The 8 evenly-spaced supports are now included in Figure 1.

The mathematical derivations presented in equations (7a) and (7b) are thorough and comprehensive. It would be advantageous to briefly outline the physical significance of the critical nonlinear terms regarding device functionality. Clearly defining the physical significance of these nonlinear terms may enhance the reader's understanding of the derivations.

The paragraph extending from lines 223 to 229 on page 8 has been added to define the physical significance of the dominant nonlinear terms and brief explanations of the main effects which are demonstrated in later sections.

The manuscript examines closed-loop sense force balancing as a means to enhance optimal rate sensing performance. Clearly establish the ways in which practical execution can vary from theoretical assumptions. It is essential to take into account any possible real-world limitations, including factors like noise or microfabrication tolerances.

The anticipated practical limitation is discussed in lines 563 – 566 on page 18.

Double-check consistency in formatting equations, especially equations (7a, 7b, 19-24). Ensure uniform use of parentheses, subscript/superscript conventions, and clearly defined symbols.

The use of the parentheses has been applied consistently in these equations with the ‘()’, ‘[]’ parentheses applied in order from inner to outer nestings. The use of the subscript/superscript have all been explicitly defined.
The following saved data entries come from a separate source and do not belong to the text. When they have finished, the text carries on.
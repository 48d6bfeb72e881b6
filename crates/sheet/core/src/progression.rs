//! Attribute progression.
//!
//! Progress accrues one point per use (two while training). An attribute
//! advances once progress reaches ten times its base, and never below ten
//! points. These are caller-side edits of persisted fields; derivation never
//! calls them.

use crate::sheet::AttributeScore;

/// Progress points per base point needed to advance.
pub const PROGRESS_PER_BASE: i32 = 10;

/// Result of one progress step.
#[derive(Clone, Copy, Debug, Default, PartialEq, Eq)]
pub struct ProgressOutcome {
    /// The base score went up by one.
    pub advanced: bool,
}

impl AttributeScore {
    pub fn advance_progress(&mut self) -> ProgressOutcome {
        self.progress += if self.training { 2 } else { 1 };

        let ready = self.base == 0 || self.progress >= self.base * PROGRESS_PER_BASE;
        if !ready || self.progress < PROGRESS_PER_BASE {
            return ProgressOutcome { advanced: false };
        }

        let spent = self.base.max(1) * PROGRESS_PER_BASE;
        self.base += 1;
        self.training = false;
        self.progress = (self.progress - spent).max(0);
        tracing::trace!(base = self.base, progress = self.progress, "attribute advanced");
        ProgressOutcome { advanced: true }
    }

    pub fn regress_progress(&mut self) {
        self.progress = (self.progress - 1).max(0);
    }
}
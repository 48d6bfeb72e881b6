//! Character sheet tools.
//!
//! Run with: `sheet <command>`. The data directory comes from `--data-dir`,
//! then `SHEET_DATA_DIR` (also read from `.env`), then `./data`.

mod commands;
mod dirs;

use anyhow::Result;
use clap::Parser;
use commands::{Derive, Progress, RollData, Validate};

/// Derive and inspect character sheets
#[derive(Parser)]
#[command(name = "sheet")]
#[command(about = "Derived stat tools for character sheets", long_about = None)]
#[command(version)]
struct Cli {
    #[command(subcommand)]
    command: Command,
}

#[derive(Parser)]
enum Command {
    /// Derive a character and print the result
    Derive(Derive),

    /// Check that character files load and their items are consistent
    Validate(Validate),

    /// Print the roll variables and weapon formulas of a derived character
    RollData(RollData),

    /// Apply attribute progress steps to a copy of a character
    Progress(Progress),
}

fn main() -> Result<()> {
    // Load .env file if it exists (for SHEET_DATA_DIR and RUST_LOG)
    let _ = dotenvy::dotenv();

    tracing_subscriber::fmt()
        .with_env_filter(
            tracing_subscriber::EnvFilter::from_default_env()
                .add_directive(tracing::Level::INFO.into()),
        )
        .with_writer(std::io::stderr)
        .init();

    let cli = Cli::parse();

    match cli.command {
        Command::Derive(cmd) => cmd.execute(),
        Command::Validate(cmd) => cmd.execute(),
        Command::RollData(cmd) => cmd.execute(),
        Command::Progress(cmd) => cmd.execute(),
    }
}
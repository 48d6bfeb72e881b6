//! Attribute stages: race and background deltas, and the total refresh.

use super::output::DerivedSheet;
use super::working::WorkingSheet;
use crate::items::ItemSet;

/// `total = base + mod + situationalModifier` for every attribute.
pub(super) fn refresh_totals(sheet: &mut DerivedSheet) {
    for attribute in sheet.attributes.values_mut() {
        attribute.refresh_total();
    }
}

/// Fold race attribute and save deltas into the effective modifiers.
pub(super) fn apply_race(work: &mut WorkingSheet<'_>, items: &ItemSet) {
    if let Some(race) = items.race() {
        for (key, delta) in &race.attribute_modifiers {
            let attribute = &mut work.sheet.attributes[*key];
            attribute.modifier += delta.value;
            attribute.save_mod += delta.save_modifier;
        }
        tracing::trace!(
            race = %race.name,
            deltas = race.attribute_modifiers.len(),
            "race attributes"
        );
    }
    work.recompute_attributes();
}

/// A race replaces the sheet's movement speed.
pub(super) fn apply_race_movement(work: &mut WorkingSheet<'_>, items: &ItemSet) {
    if let Some(race) = items.race() {
        work.sheet.movement_speed = race.movement_speed;
    }
}

pub(super) fn apply_background(work: &mut WorkingSheet<'_>, items: &ItemSet) {
    if let Some(background) = items.background() {
        for (key, delta) in &background.attribute_modifiers {
            work.sheet.attributes[*key].modifier += *delta;
        }
        tracing::trace!(background = %background.name, "background attributes");
    }
    work.recompute_attributes();
}
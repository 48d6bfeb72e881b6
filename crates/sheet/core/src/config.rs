//! Rules constants and tunable parameters for the derivation pipeline.
//!
//! Every number the engine uses lives here so a table can rebalance the game
//! from `rules.toml` without touching code. `Default` reproduces the stock
//! rules.

use crate::items::Size;

/// Top-level rules configuration.
#[derive(Clone, Debug, Default, PartialEq, Eq)]
#[cfg_attr(feature = "serde", derive(serde::Serialize, serde::Deserialize))]
#[cfg_attr(feature = "serde", serde(default))]
pub struct RulesConfig {
    pub effort: EffortRules,
    pub defense: DefenseRules,
    pub carrying: CarryRules,
    pub status: StatusRules,
}

impl RulesConfig {
    pub fn new() -> Self {
        Self::default()
    }
}

/// Effort Point pool formula: `con × con_weight + str × str_weight + dex × dex_weight`.
#[derive(Clone, Debug, PartialEq, Eq)]
#[cfg_attr(feature = "serde", derive(serde::Serialize, serde::Deserialize))]
#[cfg_attr(feature = "serde", serde(default))]
pub struct EffortRules {
    pub con_weight: i32,
    pub str_weight: i32,
    pub dex_weight: i32,
    /// Lowest maximum a living character can have.
    pub floor: i32,
}

impl EffortRules {
    pub const DEFAULT_CON_WEIGHT: i32 = 5;
    pub const DEFAULT_STR_WEIGHT: i32 = 2;
    pub const DEFAULT_DEX_WEIGHT: i32 = 2;
    pub const DEFAULT_FLOOR: i32 = 2;
}

impl Default for EffortRules {
    fn default() -> Self {
        Self {
            con_weight: Self::DEFAULT_CON_WEIGHT,
            str_weight: Self::DEFAULT_STR_WEIGHT,
            dex_weight: Self::DEFAULT_DEX_WEIGHT,
            floor: Self::DEFAULT_FLOOR,
        }
    }
}

/// Defense formula: `base + ceil(dex / 2)`.
#[derive(Clone, Debug, PartialEq, Eq)]
#[cfg_attr(feature = "serde", derive(serde::Serialize, serde::Deserialize))]
#[cfg_attr(feature = "serde", serde(default))]
pub struct DefenseRules {
    pub base: i32,
}

impl DefenseRules {
    pub const DEFAULT_BASE: i32 = 10;
}

impl Default for DefenseRules {
    fn default() -> Self {
        Self {
            base: Self::DEFAULT_BASE,
        }
    }
}

/// Carrying capacity and overload penalties.
#[derive(Clone, Debug, PartialEq, Eq)]
#[cfg_attr(feature = "serde", derive(serde::Serialize, serde::Deserialize))]
#[cfg_attr(feature = "serde", serde(default))]
pub struct CarryRules {
    /// Carry limit gained per point of strength.
    pub per_strength: i32,
    pub small_bonus: i32,
    pub medium_bonus: i32,
    /// Load over the limit that costs one dexterity penalty step.
    pub overload_step: i32,
    /// Dexterity save and situational penalty per overload step.
    pub overload_dex_penalty: i32,
}

impl CarryRules {
    pub const DEFAULT_PER_STRENGTH: i32 = 2;
    pub const DEFAULT_SMALL_BONUS: i32 = 4;
    pub const DEFAULT_MEDIUM_BONUS: i32 = 16;
    pub const DEFAULT_OVERLOAD_STEP: i32 = 20;
    pub const DEFAULT_OVERLOAD_DEX_PENALTY: i32 = 3;

    /// Limit bonus granted by a race's size. Sizes without a bonus return 0.
    pub fn size_bonus(&self, size: Size) -> i32 {
        match size {
            Size::Small => self.small_bonus,
            Size::Medium => self.medium_bonus,
            _ => 0,
        }
    }
}

impl Default for CarryRules {
    fn default() -> Self {
        Self {
            per_strength: Self::DEFAULT_PER_STRENGTH,
            small_bonus: Self::DEFAULT_SMALL_BONUS,
            medium_bonus: Self::DEFAULT_MEDIUM_BONUS,
            overload_step: Self::DEFAULT_OVERLOAD_STEP,
            overload_dex_penalty: Self::DEFAULT_OVERLOAD_DEX_PENALTY,
        }
    }
}

/// Penalty magnitudes for the exhaustion and hunger/thirst tiers.
///
/// Tier thresholds themselves are fixed (see [`crate::sheet::status`]); only
/// the size of each penalty is tunable.
#[derive(Clone, Debug, PartialEq, Eq)]
#[cfg_attr(feature = "serde", derive(serde::Serialize, serde::Deserialize))]
#[cfg_attr(feature = "serde", serde(default))]
pub struct StatusRules {
    /// Upper clamp for both counters.
    pub counter_max: i32,
    /// Situational penalty at exhaustion tier 2.
    pub weakened_penalty: i32,
    /// Additional situational penalty at exhaustion tier 3.
    pub debilitated_penalty: i32,
    /// Attack, save and check penalty at hunger/thirst tier 2.
    pub hunger_penalty: i32,
    /// Situational penalty at hunger/thirst tier 3.
    pub starving_penalty: i32,
}

impl StatusRules {
    pub const DEFAULT_COUNTER_MAX: i32 = 6;
    pub const DEFAULT_WEAKENED_PENALTY: i32 = 1;
    pub const DEFAULT_DEBILITATED_PENALTY: i32 = 2;
    pub const DEFAULT_HUNGER_PENALTY: i32 = 3;
    pub const DEFAULT_STARVING_PENALTY: i32 = 1;
}

impl Default for StatusRules {
    fn default() -> Self {
        Self {
            counter_max: Self::DEFAULT_COUNTER_MAX,
            weakened_penalty: Self::DEFAULT_WEAKENED_PENALTY,
            debilitated_penalty: Self::DEFAULT_DEBILITATED_PENALTY,
            hunger_penalty: Self::DEFAULT_HUNGER_PENALTY,
            starving_penalty: Self::DEFAULT_STARVING_PENALTY,
        }
    }
}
The ‘+/-‘ superscripts are defined within line 150 on page 5 while the use of the various subscripts associated with the voltage components have been explained within lines 210 - 212 on page 7. All symbols have also been defined.

Comments

Response

For a small-amplitude gyro, the linear assumption might be convinciable, however, the most interesting part of this study is about the dynamic behavior when gyro is driven with a large amplitude. Would the author be able to explain more about how this assumption is validated in the analysis?

In practice, the linear assumption is well-approximated using low amplitudes and the tuning conditions (17) and (18) are independent of drive amplitude. However, in principle some degree of nonlinearity is present for any finite amplitude. One the aims of this work is to apply this assumption and the associated tuning conditions to larger amplitude regimes to test the resilience of the 8 and 16 electrode arrangements to electrostatic nonlinearities, accepting that the linear assumption is not valid at larger amplitudes. Lines 258-261 have been added to discuss how the linear electrostatic tuning condition is achieved in practice under linear, low amplitude operations. A reference has also been included.

Comments

Response

The content of the manuscript is too long. Some work from the manuscript has been presented at conferences[14], and it would be possible to shorten the article and focus on the extended and innovative parts.

The work presented in the conference paper [16] focuses only on sense force balancing applied to the 8-electrode arrangement. This part of the work is an essential part of the current manuscript because one of the main aims of this work is to make comparisons of the conditions and effectiveness of sense force balancing between the 8 and 16 electrode arrangements, so both sets of results are essential.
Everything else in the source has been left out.